There are a number of lessons from this decision that may be useful to Crowdfunding platforms:

  1. Any statements regarding future success or plans should be clear and concise. If a statement is too vague, it may be interpreted in an anticipated manner by an investor, although specific due diligence on the anticipated plans has not been carried out.
  2. Platforms should make readily available (within the reason of commercial sensitivity) the due diligence that has been carried out and its findings regarding any statement in respect of future plans.

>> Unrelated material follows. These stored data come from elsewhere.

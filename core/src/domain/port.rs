//! Port and connection domain models.

use std::collections::HashSet;

use serde::{Deserialize, Serialize};

/// Process name used when the owner of a connection cannot be inspected.
pub const UNKNOWN_PROCESS: &str = "Unknown";

// ============================================================================
// Protocol
// ============================================================================

/// Transport protocol of a connection.
#[derive(Debug, Clone, Copy, PartialEq, Eq, PartialOrd, Ord, Hash, Serialize, Deserialize)]
#[serde(rename_all = "lowercase")]
pub enum Protocol {
    Tcp,
    Udp,
}

impl Protocol {
    pub fn as_str(&self) -> &'static str {
        match self {
            Protocol::Tcp => "tcp",
            Protocol::Udp => "udp",
        }
    }
}

impl std::fmt::Display for Protocol {
    fn fmt(&self, f: &mut std::fmt::Formatter<'_>) -> std::fmt::Result {
        f.write_str(self.as_str())
    }
}

// ============================================================================
// ConnectionStatus
// ============================================================================

/// Socket state as reported by the OS connection table.
///
/// `None` covers connectionless sockets (UDP) and any state label the
/// platform reports that has no counterpart here.
#[derive(Debug, Clone, Copy, PartialEq, Eq, Hash, Serialize, Deserialize)]
#[serde(rename_all = "SCREAMING_SNAKE_CASE")]
pub enum ConnectionStatus {
    Listen,
    Established,
    SynSent,
    SynRecv,
    #[serde(rename = "FIN_WAIT1")]
    FinWait1,
    #[serde(rename = "FIN_WAIT2")]
    FinWait2,
    TimeWait,
    Close,
    CloseWait,
    LastAck,
    Closing,
    None,
}

impl ConnectionStatus {
    /// Parse a state label from `ss` (`ESTAB`, `TIME-WAIT`) or `lsof` (`ESTABLISHED`, `TIME_WAIT`).
    pub fn parse(label: &str) -> Self {
        let normalized = label
            .trim()
            .trim_start_matches('(')
            .trim_end_matches(')')
            .to_ascii_uppercase()
            .replace('-', "_");

        match normalized.as_str() {
            "LISTEN" => ConnectionStatus::Listen,
            "ESTAB" | "ESTABLISHED" => ConnectionStatus::Established,
            "SYN_SENT" => ConnectionStatus::SynSent,
            "SYN_RECV" | "SYN_RECEIVED" => ConnectionStatus::SynRecv,
            "FIN_WAIT_1" | "FIN_WAIT1" => ConnectionStatus::FinWait1,
            "FIN_WAIT_2" | "FIN_WAIT2" => ConnectionStatus::FinWait2,
            "TIME_WAIT" => ConnectionStatus::TimeWait,
            "CLOSE" | "CLOSED" => ConnectionStatus::Close,
            "CLOSE_WAIT" => ConnectionStatus::CloseWait,
            "LAST_ACK" => ConnectionStatus::LastAck,
            "CLOSING" => ConnectionStatus::Closing,
            _ => ConnectionStatus::None,
        }
    }

    /// Label in the conventional upper-case form (`LISTEN`, `TIME_WAIT`, ...).
    pub fn label(&self) -> &'static str {
        match self {
            ConnectionStatus::Listen => "LISTEN",
            ConnectionStatus::Established => "ESTABLISHED",
            ConnectionStatus::SynSent => "SYN_SENT",
            ConnectionStatus::SynRecv => "SYN_RECV",
            ConnectionStatus::FinWait1 => "FIN_WAIT1",
            ConnectionStatus::FinWait2 => "FIN_WAIT2",
            ConnectionStatus::TimeWait => "TIME_WAIT",
            ConnectionStatus::Close => "CLOSE",
            ConnectionStatus::CloseWait => "CLOSE_WAIT",
            ConnectionStatus::LastAck => "LAST_ACK",
            ConnectionStatus::Closing => "CLOSING",
            ConnectionStatus::None => "NONE",
        }
    }
}

impl std::fmt::Display for ConnectionStatus {
    fn fmt(&self, f: &mut std::fmt::Formatter<'_>) -> std::fmt::Result {
        f.write_str(self.label())
    }
}

// ============================================================================
// RawConnection / PortRecord
// ============================================================================

/// One row of the OS connection table, before process names are resolved.
#[derive(Debug, Clone, PartialEq, Eq, Hash)]
pub struct RawConnection {
    pub local_address: String,
    pub local_port: u16,
    pub remote_address: Option<String>,
    pub remote_port: Option<u16>,
    /// Owning process, absent when the caller may not inspect it.
    pub pid: Option<u32>,
    pub status: ConnectionStatus,
    pub protocol: Protocol,
}

/// A connection together with the process that owns it.
///
/// Records are members of a snapshot and are never merged across scans.
#[derive(Debug, Clone, PartialEq, Eq, Hash, Serialize, Deserialize)]
pub struct PortRecord {
    /// Local port number (e.g., 3000, 8080).
    pub local_port: u16,
    /// Local address the socket is bound to (e.g., "*", "127.0.0.1", "[::1]").
    pub local_address: String,
    /// Remote port, for connected sockets.
    pub remote_port: Option<u16>,
    /// Remote address, for connected sockets.
    pub remote_address: Option<String>,
    /// Owning process ID, 0 when unknown.
    pub pid: u32,
    /// Owning process name, or [`UNKNOWN_PROCESS`].
    pub process_name: String,
    pub status: ConnectionStatus,
    pub protocol: Protocol,
}

impl PortRecord {
    /// Build a record from a raw connection and an already-resolved process name.
    pub fn from_raw(raw: RawConnection, process_name: impl Into<String>) -> Self {
        Self {
            local_port: raw.local_port,
            local_address: raw.local_address,
            remote_port: raw.remote_port,
            remote_address: raw.remote_address,
            pid: raw.pid.unwrap_or(0),
            process_name: process_name.into(),
            status: raw.status,
            protocol: raw.protocol,
        }
    }

    pub fn is_listening(&self) -> bool {
        self.status == ConnectionStatus::Listen
    }

    /// Formatted remote endpoint, or "-" for unconnected sockets.
    pub fn remote_endpoint(&self) -> String {
        match (&self.remote_address, self.remote_port) {
            (Some(addr), Some(port)) => format!("{}:{}", addr, port),
            _ => "-".to_string(),
        }
    }

    /// Check if this record matches a search query.
    ///
    /// Searches across process name, port number, PID and addresses.
    pub fn matches_search(&self, query: &str) -> bool {
        if query.is_empty() {
            return true;
        }

        let query_lower = query.to_lowercase();
        self.process_name.to_lowercase().contains(&query_lower)
            || self.local_port.to_string().contains(&query_lower)
            || self.pid.to_string().contains(&query_lower)
            || self.local_address.to_lowercase().contains(&query_lower)
            || self
                .remote_address
                .as_deref()
                .map(|a| a.to_lowercase().contains(&query_lower))
                .unwrap_or(false)
    }
}

impl std::fmt::Display for PortRecord {
    fn fmt(&self, f: &mut std::fmt::Formatter<'_>) -> std::fmt::Result {
        write!(
            f,
            "{} {}:{} {} (PID: {}, Process: {})",
            self.protocol, self.local_address, self.local_port, self.status, self.pid, self.process_name
        )
    }
}

// ============================================================================
// PortFilter
// ============================================================================

/// Filter criteria for port listings.
#[derive(Debug, Clone, Default, PartialEq, Eq, Serialize, Deserialize)]
pub struct PortFilter {
    /// Text to search across record fields.
    #[serde(default)]
    pub search_text: String,
    /// Minimum port number (inclusive).
    #[serde(default)]
    pub min_port: Option<u16>,
    /// Maximum port number (inclusive).
    #[serde(default)]
    pub max_port: Option<u16>,
    /// Only this transport protocol.
    #[serde(default)]
    pub protocol: Option<Protocol>,
    /// Only sockets in LISTEN state.
    #[serde(default)]
    pub listening_only: bool,
    /// Only these local ports (a quick-filter preset such as "http" or "db").
    #[serde(default)]
    pub ports: Option<HashSet<u16>>,
}

impl PortFilter {
    /// Create a new filter with default settings.
    pub fn new() -> Self {
        Self::default()
    }

    /// Check if the filter has any active conditions.
    pub fn is_active(&self) -> bool {
        !self.search_text.is_empty()
            || self.min_port.is_some()
            || self.max_port.is_some()
            || self.protocol.is_some()
            || self.listening_only
            || self.ports.is_some()
    }

    /// Check if a record matches all filter criteria.
    pub fn matches(&self, record: &PortRecord) -> bool {
        if !self.search_text.is_empty() && !record.matches_search(&self.search_text) {
            return false;
        }
        if let Some(min) = self.min_port {
            if record.local_port < min {
                return false;
            }
        }
        if let Some(max) = self.max_port {
            if record.local_port > max {
                return false;
            }
        }
        if let Some(protocol) = self.protocol {
            if record.protocol != protocol {
                return false;
            }
        }
        if self.listening_only && !record.is_listening() {
            return false;
        }
        if let Some(ports) = &self.ports {
            if !ports.contains(&record.local_port) {
                return false;
            }
        }
        true
    }

    /// Set the search text.
    pub fn with_search(mut self, text: impl Into<String>) -> Self {
        self.search_text = text.into();
        self
    }

    /// Set the port range.
    pub fn with_port_range(mut self, min: Option<u16>, max: Option<u16>) -> Self {
        self.min_port = min;
        self.max_port = max;
        self
    }

    /// Restrict to one protocol.
    pub fn with_protocol(mut self, protocol: Protocol) -> Self {
        self.protocol = Some(protocol);
        self
    }

    /// Enable/disable listening-only mode.
    pub fn with_listening_only(mut self, enabled: bool) -> Self {
        self.listening_only = enabled;
        self
    }

    /// Restrict to a fixed set of ports.
    pub fn with_ports(mut self, ports: impl IntoIterator<Item = u16>) -> Self {
        self.ports = Some(ports.into_iter().collect());
        self
    }
}

/// Apply a filter to a list of records.
pub fn filter_ports(records: &[PortRecord], filter: &PortFilter) -> Vec<PortRecord> {
    records
        .iter()
        .filter(|r| filter.matches(r))
        .cloned()
        .collect()
}

// ============================================================================
// Tests
// ============================================================================

#[cfg(test)]
mod tests {
    use super::*;

    fn record(
        port: u16,
        pid: u32,
        name: &str,
        status: ConnectionStatus,
        protocol: Protocol,
    ) -> PortRecord {
        PortRecord {
            local_port: port,
            local_address: "127.0.0.1".to_string(),
            remote_port: None,
            remote_address: None,
            pid,
            process_name: name.to_string(),
            status,
            protocol,
        }
    }

    #[test]
    fn test_parse_status_labels() {
        assert_eq!(ConnectionStatus::parse("LISTEN"), ConnectionStatus::Listen);
        assert_eq!(ConnectionStatus::parse("ESTAB"), ConnectionStatus::Established);
        assert_eq!(ConnectionStatus::parse("(ESTABLISHED)"), ConnectionStatus::Established);
        assert_eq!(ConnectionStatus::parse("TIME-WAIT"), ConnectionStatus::TimeWait);
        assert_eq!(ConnectionStatus::parse("FIN-WAIT-1"), ConnectionStatus::FinWait1);
        assert_eq!(ConnectionStatus::parse("CLOSE_WAIT"), ConnectionStatus::CloseWait);
        assert_eq!(ConnectionStatus::parse("UNCONN"), ConnectionStatus::None);
    }

    #[test]
    fn test_status_serializes_as_label() {
        let json = serde_json::to_string(&ConnectionStatus::FinWait2).unwrap();
        assert_eq!(json, "\"FIN_WAIT2\"");
        let json = serde_json::to_string(&ConnectionStatus::TimeWait).unwrap();
        assert_eq!(json, "\"TIME_WAIT\"");
        assert_eq!(ConnectionStatus::TimeWait.to_string(), "TIME_WAIT");
    }

    #[test]
    fn test_from_raw_defaults_pid_to_zero() {
        let raw = RawConnection {
            local_address: "*".to_string(),
            local_port: 5353,
            remote_address: None,
            remote_port: None,
            pid: None,
            status: ConnectionStatus::None,
            protocol: Protocol::Udp,
        };
        let record = PortRecord::from_raw(raw, UNKNOWN_PROCESS);
        assert_eq!(record.pid, 0);
        assert_eq!(record.process_name, "Unknown");
        assert_eq!(record.remote_endpoint(), "-");
    }

    #[test]
    fn test_matches_search() {
        let mut r = record(3000, 1234, "node", ConnectionStatus::Listen, Protocol::Tcp);
        r.remote_address = Some("10.0.0.5".to_string());

        assert!(r.matches_search("NODE"));
        assert!(r.matches_search("3000"));
        assert!(r.matches_search("1234"));
        assert!(r.matches_search("10.0.0"));
        assert!(r.matches_search(""));
        assert!(!r.matches_search("nginx"));
    }

    #[test]
    fn test_filter_ports() {
        let records = vec![
            record(3000, 1, "node", ConnectionStatus::Listen, Protocol::Tcp),
            record(80, 2, "nginx", ConnectionStatus::Established, Protocol::Tcp),
            record(5353, 3, "mdns", ConnectionStatus::None, Protocol::Udp),
        ];

        let filter = PortFilter::new().with_search("node");
        assert_eq!(filter_ports(&records, &filter).len(), 1);

        let filter = PortFilter::new().with_protocol(Protocol::Udp);
        let result = filter_ports(&records, &filter);
        assert_eq!(result.len(), 1);
        assert_eq!(result[0].local_port, 5353);

        let filter = PortFilter::new().with_listening_only(true);
        assert_eq!(filter_ports(&records, &filter)[0].local_port, 3000);

        let filter = PortFilter::new().with_ports([80, 443]);
        assert_eq!(filter_ports(&records, &filter)[0].process_name, "nginx");

        let filter = PortFilter::new().with_port_range(Some(1000), Some(4000));
        assert_eq!(filter_ports(&records, &filter).len(), 1);
    }

    #[test]
    fn test_port_filter_default() {
        assert!(!PortFilter::new().is_active());
        assert!(PortFilter::new().with_listening_only(true).is_active());
    }
}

The full decision can be found at www.financial-ombudsman.org.uk/files/301390/DRN7590473.pdf. This article has tried to summarise the key aspects of the decision. It is worth nothing that the Platform cooperated fully and, it was clear, had tried to comply with the regulation to the best of its understanding; to that extent the Platform was unlucky, as the guidance on these issues is still fledgling, and still being fleshed out. The result is, as the Platform found, that the guidance is not always clear and can result in unanticipated interpretations.